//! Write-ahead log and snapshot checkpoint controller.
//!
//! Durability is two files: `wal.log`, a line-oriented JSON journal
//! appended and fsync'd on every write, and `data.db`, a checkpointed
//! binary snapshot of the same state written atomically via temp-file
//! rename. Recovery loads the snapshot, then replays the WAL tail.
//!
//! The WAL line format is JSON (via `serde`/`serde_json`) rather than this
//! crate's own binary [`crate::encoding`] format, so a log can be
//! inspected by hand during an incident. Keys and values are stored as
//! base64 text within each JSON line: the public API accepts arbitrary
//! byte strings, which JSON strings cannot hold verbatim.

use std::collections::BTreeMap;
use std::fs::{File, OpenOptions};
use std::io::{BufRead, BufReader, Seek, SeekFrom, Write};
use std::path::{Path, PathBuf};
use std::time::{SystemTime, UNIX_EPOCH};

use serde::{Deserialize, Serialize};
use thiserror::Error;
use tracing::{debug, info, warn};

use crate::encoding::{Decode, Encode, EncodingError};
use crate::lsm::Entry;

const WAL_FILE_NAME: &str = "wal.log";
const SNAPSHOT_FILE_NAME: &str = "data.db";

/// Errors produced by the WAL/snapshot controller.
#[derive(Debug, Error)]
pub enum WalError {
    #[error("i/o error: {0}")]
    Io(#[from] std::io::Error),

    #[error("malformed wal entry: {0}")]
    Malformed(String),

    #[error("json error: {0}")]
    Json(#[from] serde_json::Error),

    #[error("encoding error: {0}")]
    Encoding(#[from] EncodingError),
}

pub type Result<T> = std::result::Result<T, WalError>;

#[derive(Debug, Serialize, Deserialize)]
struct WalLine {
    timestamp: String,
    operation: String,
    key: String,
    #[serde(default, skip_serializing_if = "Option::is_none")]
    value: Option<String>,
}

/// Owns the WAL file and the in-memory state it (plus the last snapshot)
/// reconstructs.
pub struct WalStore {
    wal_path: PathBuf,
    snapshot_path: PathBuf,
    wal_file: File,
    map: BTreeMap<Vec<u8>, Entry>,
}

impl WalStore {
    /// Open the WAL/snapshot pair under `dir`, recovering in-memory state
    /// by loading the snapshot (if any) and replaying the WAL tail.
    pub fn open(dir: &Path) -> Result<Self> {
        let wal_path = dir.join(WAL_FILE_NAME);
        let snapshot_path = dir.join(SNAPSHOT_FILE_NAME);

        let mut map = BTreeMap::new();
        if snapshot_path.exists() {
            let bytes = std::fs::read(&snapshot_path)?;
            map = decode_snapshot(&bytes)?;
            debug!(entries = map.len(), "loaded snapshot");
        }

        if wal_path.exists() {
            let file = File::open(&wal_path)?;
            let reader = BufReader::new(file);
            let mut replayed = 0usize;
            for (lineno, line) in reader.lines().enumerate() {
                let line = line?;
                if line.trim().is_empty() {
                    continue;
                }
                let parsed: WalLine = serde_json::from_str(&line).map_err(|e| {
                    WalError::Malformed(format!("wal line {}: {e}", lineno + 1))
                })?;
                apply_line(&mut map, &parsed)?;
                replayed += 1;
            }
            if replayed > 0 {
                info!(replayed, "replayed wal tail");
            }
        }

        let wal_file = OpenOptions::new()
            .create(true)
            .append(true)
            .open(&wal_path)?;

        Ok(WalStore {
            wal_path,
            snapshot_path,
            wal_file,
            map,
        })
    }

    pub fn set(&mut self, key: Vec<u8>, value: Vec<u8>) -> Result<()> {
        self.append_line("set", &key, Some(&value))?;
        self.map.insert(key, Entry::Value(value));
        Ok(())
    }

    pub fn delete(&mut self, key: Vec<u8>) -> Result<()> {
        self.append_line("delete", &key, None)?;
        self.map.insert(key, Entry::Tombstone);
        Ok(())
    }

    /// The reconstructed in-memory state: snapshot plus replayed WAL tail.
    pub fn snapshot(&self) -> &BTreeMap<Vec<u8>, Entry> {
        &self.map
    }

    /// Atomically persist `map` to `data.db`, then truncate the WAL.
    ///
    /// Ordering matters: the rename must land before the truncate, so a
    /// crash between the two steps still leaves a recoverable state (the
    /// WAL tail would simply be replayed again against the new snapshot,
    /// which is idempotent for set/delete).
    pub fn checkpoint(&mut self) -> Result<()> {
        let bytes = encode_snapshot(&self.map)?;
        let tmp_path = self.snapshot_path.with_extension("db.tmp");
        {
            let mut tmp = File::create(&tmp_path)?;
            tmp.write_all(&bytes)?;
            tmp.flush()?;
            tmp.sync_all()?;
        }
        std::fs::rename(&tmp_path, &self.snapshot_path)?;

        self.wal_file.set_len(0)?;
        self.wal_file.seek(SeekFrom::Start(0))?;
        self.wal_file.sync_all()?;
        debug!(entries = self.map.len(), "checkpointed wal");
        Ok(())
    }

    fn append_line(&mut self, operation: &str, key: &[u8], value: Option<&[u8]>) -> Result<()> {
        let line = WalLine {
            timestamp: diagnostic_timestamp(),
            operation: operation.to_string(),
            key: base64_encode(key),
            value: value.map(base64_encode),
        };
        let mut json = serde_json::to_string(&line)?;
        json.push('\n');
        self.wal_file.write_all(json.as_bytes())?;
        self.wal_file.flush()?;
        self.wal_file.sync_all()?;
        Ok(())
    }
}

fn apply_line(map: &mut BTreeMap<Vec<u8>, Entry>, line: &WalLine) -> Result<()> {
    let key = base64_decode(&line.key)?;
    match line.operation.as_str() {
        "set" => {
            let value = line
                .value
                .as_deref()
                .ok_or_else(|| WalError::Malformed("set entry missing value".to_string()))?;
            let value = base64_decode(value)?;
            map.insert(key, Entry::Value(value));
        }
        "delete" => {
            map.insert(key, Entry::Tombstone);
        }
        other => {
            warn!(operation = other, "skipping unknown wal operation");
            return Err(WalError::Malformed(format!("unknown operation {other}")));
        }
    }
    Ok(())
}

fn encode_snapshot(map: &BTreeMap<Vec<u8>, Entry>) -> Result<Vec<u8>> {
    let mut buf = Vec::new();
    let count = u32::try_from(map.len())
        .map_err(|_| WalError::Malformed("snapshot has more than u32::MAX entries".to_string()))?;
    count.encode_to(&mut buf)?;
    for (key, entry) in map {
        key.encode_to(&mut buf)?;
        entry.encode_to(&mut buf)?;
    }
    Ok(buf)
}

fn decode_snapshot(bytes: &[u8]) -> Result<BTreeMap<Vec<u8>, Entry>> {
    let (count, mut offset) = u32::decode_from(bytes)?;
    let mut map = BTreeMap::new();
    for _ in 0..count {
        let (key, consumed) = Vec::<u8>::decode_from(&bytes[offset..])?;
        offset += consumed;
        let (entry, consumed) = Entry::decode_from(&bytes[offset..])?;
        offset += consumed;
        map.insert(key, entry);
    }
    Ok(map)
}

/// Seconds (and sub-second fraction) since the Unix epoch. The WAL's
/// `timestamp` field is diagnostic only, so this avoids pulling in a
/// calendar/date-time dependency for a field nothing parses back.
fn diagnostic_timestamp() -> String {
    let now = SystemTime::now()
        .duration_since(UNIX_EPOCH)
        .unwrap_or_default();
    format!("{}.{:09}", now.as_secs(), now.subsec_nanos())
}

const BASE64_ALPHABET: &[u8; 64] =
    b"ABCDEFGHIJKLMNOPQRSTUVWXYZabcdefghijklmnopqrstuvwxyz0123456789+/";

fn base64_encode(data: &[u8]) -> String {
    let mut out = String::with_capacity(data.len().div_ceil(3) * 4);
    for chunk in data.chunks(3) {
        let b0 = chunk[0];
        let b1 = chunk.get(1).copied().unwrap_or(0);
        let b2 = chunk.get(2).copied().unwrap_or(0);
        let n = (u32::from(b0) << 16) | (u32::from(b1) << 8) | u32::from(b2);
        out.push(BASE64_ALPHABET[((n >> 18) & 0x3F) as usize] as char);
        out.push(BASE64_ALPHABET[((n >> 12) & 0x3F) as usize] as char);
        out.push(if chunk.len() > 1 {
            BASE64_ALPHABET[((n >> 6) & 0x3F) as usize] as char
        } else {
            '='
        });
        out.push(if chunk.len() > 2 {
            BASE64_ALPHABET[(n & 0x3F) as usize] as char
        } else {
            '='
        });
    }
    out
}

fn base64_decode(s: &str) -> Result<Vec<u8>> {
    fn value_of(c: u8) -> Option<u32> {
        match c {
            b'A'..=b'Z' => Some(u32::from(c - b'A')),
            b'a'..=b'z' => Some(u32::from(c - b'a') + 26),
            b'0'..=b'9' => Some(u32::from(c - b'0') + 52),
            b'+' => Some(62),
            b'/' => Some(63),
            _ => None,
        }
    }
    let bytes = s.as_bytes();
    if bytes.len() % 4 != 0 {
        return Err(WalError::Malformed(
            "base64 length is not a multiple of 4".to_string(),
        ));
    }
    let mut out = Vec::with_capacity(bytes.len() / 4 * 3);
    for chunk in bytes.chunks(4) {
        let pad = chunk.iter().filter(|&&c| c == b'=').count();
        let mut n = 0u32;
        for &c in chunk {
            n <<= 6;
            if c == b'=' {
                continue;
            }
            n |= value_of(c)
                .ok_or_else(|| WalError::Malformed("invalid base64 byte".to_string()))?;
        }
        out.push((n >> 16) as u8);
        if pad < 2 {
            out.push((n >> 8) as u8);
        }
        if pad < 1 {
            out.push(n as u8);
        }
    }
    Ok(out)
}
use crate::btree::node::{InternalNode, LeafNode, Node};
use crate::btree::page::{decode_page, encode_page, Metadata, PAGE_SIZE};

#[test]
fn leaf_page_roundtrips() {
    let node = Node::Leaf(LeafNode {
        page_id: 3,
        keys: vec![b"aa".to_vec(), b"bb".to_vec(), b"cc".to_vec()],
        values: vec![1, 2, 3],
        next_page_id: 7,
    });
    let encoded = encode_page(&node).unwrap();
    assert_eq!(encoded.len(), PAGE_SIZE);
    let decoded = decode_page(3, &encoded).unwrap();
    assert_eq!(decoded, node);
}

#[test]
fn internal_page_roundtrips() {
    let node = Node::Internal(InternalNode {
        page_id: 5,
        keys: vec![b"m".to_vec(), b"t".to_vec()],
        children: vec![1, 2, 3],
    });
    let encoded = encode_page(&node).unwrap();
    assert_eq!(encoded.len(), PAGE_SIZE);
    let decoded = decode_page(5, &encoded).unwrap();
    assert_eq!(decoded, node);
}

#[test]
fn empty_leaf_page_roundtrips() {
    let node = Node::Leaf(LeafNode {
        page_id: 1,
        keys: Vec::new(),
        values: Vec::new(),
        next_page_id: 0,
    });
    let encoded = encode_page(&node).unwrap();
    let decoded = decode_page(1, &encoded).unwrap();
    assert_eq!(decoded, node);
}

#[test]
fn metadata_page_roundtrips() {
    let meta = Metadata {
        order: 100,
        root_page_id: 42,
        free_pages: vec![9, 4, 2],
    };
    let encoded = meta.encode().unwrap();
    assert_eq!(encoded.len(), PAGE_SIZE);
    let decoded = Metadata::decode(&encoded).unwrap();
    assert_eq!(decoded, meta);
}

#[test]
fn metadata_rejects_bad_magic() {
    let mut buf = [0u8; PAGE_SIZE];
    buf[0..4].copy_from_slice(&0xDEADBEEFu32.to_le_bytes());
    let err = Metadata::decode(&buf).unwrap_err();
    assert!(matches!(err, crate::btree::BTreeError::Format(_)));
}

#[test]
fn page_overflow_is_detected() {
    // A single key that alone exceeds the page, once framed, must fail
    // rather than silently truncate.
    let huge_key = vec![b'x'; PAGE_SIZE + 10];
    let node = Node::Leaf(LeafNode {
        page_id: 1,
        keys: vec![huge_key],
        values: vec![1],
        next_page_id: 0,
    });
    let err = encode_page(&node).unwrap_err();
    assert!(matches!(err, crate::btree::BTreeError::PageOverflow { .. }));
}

○ ○ ○ ○

The lines to retype run from the start of the entries through the line containing "a log can be"; reproduce them exactly and add nothing.

//! Write-ahead log and snapshot checkpoint controller.
//!
//! Durability is two files: `wal.log`, a line-oriented JSON journal
//! appended and fsync'd on every write, and `data.db`, a checkpointed
//! binary snapshot of the same state written atomically via temp-file
//! rename. Recovery loads the snapshot, then replays the WAL tail.
//!
//! The WAL line format is JSON (via `serde`/`serde_json`) rather than this
//! crate's own binary [`crate::encoding`] format, so a log can be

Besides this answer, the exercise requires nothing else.